• Task statement:
Reduce the material below to its lines containing "match".

• The input:
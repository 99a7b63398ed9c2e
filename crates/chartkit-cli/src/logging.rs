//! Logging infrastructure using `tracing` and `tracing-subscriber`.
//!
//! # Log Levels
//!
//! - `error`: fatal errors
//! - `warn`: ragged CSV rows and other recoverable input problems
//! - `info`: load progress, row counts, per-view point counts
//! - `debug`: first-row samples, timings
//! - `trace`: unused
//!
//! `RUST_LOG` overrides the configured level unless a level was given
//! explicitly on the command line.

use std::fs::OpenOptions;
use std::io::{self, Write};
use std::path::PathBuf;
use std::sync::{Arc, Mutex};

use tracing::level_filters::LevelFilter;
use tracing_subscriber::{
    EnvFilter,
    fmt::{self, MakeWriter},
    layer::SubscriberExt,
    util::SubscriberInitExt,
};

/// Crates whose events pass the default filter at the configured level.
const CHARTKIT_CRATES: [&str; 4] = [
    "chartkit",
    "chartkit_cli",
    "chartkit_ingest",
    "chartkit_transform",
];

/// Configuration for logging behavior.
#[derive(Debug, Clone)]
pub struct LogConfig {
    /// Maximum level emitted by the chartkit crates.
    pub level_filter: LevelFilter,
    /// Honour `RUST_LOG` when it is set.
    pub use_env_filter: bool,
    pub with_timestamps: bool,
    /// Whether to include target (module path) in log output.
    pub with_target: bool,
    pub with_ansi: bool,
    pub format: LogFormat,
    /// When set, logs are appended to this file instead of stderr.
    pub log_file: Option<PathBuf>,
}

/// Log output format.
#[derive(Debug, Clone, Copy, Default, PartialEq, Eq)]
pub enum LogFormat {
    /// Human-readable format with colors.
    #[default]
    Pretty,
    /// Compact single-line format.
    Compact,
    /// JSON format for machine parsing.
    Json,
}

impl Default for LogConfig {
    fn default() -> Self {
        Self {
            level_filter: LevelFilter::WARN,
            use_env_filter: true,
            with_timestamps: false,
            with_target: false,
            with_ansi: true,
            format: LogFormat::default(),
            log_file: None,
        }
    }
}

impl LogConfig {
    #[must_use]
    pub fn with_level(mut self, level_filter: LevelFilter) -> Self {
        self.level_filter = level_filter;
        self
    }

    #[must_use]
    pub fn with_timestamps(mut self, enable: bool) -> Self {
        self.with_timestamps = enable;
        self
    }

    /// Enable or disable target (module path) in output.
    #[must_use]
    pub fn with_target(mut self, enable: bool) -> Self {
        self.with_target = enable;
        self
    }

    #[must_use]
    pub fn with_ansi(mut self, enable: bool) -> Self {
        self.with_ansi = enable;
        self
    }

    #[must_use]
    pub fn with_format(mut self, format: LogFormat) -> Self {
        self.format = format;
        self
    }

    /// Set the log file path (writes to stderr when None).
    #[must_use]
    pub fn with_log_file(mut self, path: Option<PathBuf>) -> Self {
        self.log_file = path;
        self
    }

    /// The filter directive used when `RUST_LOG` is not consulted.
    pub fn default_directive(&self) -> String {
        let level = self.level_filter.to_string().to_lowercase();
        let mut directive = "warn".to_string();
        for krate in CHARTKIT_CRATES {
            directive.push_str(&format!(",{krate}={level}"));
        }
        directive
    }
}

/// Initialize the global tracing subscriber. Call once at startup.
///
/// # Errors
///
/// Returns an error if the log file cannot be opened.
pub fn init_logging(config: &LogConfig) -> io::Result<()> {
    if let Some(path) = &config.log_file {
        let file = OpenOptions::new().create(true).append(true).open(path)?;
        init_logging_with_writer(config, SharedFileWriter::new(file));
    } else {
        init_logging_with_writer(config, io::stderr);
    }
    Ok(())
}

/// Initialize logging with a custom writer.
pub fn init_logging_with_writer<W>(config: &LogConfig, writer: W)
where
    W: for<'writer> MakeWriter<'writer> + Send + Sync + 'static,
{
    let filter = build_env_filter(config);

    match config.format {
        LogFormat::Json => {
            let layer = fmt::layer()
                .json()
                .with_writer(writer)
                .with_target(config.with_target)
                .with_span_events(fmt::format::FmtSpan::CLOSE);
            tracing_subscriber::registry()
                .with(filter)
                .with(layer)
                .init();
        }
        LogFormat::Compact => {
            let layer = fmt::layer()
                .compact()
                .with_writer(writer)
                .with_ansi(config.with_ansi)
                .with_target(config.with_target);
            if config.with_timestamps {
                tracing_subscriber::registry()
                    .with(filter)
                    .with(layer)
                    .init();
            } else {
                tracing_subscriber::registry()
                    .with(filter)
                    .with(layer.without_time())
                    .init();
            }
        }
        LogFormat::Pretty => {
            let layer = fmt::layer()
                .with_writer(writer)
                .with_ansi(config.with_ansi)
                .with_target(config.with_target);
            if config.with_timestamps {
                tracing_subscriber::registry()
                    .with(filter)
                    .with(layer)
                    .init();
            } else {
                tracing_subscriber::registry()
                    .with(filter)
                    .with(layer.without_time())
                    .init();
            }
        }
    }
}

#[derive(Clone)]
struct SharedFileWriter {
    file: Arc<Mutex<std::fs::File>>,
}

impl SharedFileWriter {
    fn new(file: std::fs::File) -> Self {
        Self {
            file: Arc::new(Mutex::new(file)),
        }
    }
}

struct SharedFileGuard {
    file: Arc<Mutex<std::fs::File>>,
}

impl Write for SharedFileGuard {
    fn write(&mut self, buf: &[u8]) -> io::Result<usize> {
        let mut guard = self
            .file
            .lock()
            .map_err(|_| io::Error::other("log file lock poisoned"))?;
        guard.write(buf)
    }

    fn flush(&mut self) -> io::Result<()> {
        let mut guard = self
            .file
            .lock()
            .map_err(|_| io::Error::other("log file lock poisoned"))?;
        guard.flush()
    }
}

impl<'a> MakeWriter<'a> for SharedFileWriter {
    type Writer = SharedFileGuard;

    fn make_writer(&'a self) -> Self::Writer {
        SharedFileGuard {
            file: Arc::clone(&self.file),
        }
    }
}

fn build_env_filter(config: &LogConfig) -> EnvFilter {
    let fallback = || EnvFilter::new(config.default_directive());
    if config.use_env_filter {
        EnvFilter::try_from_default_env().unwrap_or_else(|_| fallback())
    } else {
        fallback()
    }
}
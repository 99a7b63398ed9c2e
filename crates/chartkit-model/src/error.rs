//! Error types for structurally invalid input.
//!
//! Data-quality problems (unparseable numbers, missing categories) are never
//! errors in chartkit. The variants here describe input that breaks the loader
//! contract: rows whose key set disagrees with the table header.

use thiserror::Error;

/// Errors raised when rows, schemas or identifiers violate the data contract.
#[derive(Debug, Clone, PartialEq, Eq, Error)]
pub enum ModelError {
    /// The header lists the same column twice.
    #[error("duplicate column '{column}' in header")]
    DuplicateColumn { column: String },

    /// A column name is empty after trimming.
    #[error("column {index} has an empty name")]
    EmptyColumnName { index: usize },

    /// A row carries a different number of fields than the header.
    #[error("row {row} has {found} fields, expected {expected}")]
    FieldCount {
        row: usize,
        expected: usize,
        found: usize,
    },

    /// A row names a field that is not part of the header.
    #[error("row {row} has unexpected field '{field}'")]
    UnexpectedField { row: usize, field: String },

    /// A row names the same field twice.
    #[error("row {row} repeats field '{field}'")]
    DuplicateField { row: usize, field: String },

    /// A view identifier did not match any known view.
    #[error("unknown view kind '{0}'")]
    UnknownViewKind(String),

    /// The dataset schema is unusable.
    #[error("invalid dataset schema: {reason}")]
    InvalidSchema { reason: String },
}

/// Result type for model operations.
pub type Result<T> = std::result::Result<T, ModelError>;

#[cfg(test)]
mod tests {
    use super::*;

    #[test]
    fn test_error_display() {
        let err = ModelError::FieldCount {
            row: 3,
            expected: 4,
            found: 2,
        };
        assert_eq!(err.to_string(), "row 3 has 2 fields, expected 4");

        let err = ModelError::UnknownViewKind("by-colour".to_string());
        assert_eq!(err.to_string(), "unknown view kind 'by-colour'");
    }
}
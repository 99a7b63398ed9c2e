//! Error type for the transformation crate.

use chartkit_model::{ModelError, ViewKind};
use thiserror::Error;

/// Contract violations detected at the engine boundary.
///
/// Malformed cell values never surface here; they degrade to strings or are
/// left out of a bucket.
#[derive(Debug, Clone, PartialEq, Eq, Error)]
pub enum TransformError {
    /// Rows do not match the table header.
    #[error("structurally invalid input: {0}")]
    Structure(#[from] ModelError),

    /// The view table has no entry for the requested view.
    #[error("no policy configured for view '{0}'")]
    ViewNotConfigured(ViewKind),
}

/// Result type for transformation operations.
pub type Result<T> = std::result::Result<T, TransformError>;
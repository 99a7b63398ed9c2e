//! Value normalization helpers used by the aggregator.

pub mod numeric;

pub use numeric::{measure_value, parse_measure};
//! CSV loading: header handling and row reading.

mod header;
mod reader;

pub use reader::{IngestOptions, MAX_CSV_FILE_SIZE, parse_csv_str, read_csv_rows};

---

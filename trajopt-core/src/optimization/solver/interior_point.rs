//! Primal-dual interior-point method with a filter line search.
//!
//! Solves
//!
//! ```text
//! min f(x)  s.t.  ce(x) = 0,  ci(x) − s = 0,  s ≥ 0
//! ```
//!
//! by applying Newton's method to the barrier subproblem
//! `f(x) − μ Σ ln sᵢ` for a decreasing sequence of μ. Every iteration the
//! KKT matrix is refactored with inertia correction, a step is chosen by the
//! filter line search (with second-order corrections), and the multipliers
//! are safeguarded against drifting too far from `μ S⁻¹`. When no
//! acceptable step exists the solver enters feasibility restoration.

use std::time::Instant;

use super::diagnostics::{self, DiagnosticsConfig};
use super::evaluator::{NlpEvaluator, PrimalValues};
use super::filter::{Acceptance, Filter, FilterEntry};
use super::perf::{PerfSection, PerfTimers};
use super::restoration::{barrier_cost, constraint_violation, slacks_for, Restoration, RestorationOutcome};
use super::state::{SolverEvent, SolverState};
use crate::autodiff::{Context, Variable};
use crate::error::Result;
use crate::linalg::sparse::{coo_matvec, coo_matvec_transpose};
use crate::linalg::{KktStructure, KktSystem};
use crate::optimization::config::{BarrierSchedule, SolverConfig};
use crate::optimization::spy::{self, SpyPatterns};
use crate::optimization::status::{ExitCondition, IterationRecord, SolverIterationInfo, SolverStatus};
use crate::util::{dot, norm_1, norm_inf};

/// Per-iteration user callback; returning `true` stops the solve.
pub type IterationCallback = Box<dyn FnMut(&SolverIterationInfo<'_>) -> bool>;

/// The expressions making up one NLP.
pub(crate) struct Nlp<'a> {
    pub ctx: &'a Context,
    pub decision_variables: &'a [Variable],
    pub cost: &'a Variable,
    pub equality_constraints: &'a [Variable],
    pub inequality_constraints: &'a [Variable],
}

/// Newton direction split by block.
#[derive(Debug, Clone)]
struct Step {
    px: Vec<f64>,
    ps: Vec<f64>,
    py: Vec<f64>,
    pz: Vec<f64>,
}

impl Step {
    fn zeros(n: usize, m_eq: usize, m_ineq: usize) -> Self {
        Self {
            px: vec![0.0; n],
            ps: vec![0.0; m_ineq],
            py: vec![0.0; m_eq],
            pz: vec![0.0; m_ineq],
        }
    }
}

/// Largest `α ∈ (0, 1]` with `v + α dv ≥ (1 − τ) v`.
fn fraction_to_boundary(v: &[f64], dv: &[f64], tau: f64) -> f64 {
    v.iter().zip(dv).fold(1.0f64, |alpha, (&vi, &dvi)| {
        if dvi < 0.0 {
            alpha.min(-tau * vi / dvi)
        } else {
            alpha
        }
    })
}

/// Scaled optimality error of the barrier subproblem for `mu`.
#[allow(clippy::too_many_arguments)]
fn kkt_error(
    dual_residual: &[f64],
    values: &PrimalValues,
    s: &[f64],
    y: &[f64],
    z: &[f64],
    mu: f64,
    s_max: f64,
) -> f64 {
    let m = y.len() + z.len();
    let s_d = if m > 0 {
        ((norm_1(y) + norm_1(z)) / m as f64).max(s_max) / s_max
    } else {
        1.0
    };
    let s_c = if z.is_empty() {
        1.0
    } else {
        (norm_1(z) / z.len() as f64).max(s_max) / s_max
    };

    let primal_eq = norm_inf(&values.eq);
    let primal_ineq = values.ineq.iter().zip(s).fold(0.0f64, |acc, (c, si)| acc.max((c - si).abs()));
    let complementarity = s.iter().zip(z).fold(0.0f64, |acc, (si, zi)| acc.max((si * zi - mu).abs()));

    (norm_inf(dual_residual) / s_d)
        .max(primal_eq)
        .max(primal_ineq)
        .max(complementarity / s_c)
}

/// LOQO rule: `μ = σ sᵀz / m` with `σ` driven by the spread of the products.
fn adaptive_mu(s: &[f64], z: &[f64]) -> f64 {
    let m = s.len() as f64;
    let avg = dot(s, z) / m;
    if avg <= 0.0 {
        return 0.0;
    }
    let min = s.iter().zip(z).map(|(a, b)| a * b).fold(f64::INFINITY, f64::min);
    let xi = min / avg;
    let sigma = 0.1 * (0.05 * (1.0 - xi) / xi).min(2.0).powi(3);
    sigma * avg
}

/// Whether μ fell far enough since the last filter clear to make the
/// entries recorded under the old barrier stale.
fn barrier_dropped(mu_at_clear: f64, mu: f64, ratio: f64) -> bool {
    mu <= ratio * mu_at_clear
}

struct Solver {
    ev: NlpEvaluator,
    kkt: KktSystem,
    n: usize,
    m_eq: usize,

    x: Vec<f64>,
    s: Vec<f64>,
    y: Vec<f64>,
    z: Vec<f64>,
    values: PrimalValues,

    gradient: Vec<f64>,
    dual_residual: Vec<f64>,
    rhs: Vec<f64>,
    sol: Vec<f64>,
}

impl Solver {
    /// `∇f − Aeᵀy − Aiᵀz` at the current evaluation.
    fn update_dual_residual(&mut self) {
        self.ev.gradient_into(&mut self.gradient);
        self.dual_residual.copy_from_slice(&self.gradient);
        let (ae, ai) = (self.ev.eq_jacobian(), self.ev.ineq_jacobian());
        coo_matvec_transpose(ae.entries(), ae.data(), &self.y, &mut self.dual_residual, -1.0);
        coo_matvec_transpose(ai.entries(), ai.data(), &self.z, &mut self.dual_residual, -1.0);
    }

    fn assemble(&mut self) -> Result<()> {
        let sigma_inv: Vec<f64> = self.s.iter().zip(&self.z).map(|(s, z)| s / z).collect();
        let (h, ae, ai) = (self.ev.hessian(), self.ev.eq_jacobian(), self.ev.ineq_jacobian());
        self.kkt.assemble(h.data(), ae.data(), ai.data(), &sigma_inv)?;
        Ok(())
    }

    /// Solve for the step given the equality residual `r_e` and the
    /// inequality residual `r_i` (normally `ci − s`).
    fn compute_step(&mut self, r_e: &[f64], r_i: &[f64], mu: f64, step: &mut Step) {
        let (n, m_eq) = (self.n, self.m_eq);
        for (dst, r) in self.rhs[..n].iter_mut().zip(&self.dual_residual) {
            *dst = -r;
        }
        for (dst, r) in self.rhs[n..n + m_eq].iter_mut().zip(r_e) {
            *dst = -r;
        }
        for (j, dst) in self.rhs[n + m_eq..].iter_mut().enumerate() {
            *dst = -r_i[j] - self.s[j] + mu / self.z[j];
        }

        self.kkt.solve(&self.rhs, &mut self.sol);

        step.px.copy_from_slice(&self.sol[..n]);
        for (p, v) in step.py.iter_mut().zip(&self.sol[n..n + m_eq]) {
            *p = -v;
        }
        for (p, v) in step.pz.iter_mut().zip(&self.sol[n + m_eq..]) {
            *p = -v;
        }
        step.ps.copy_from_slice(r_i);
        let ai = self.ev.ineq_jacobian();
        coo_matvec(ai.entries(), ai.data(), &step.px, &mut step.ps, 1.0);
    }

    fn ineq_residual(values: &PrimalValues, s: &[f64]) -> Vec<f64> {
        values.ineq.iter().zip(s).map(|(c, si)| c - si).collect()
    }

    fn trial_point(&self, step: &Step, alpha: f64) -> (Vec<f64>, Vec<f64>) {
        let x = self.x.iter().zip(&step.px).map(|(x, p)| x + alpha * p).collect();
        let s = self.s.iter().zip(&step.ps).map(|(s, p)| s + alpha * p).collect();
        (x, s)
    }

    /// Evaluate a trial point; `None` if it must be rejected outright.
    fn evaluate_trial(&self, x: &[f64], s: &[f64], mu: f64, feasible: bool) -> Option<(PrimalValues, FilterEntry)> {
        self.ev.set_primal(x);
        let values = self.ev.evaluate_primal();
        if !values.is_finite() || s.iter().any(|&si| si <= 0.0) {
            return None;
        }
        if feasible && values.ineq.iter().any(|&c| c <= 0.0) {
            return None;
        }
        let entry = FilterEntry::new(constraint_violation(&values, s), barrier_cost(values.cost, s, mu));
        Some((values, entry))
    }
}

• Answer area:
    match config.format {
    /// A view identifier did not match any known view.
    /// Rows do not match the table header.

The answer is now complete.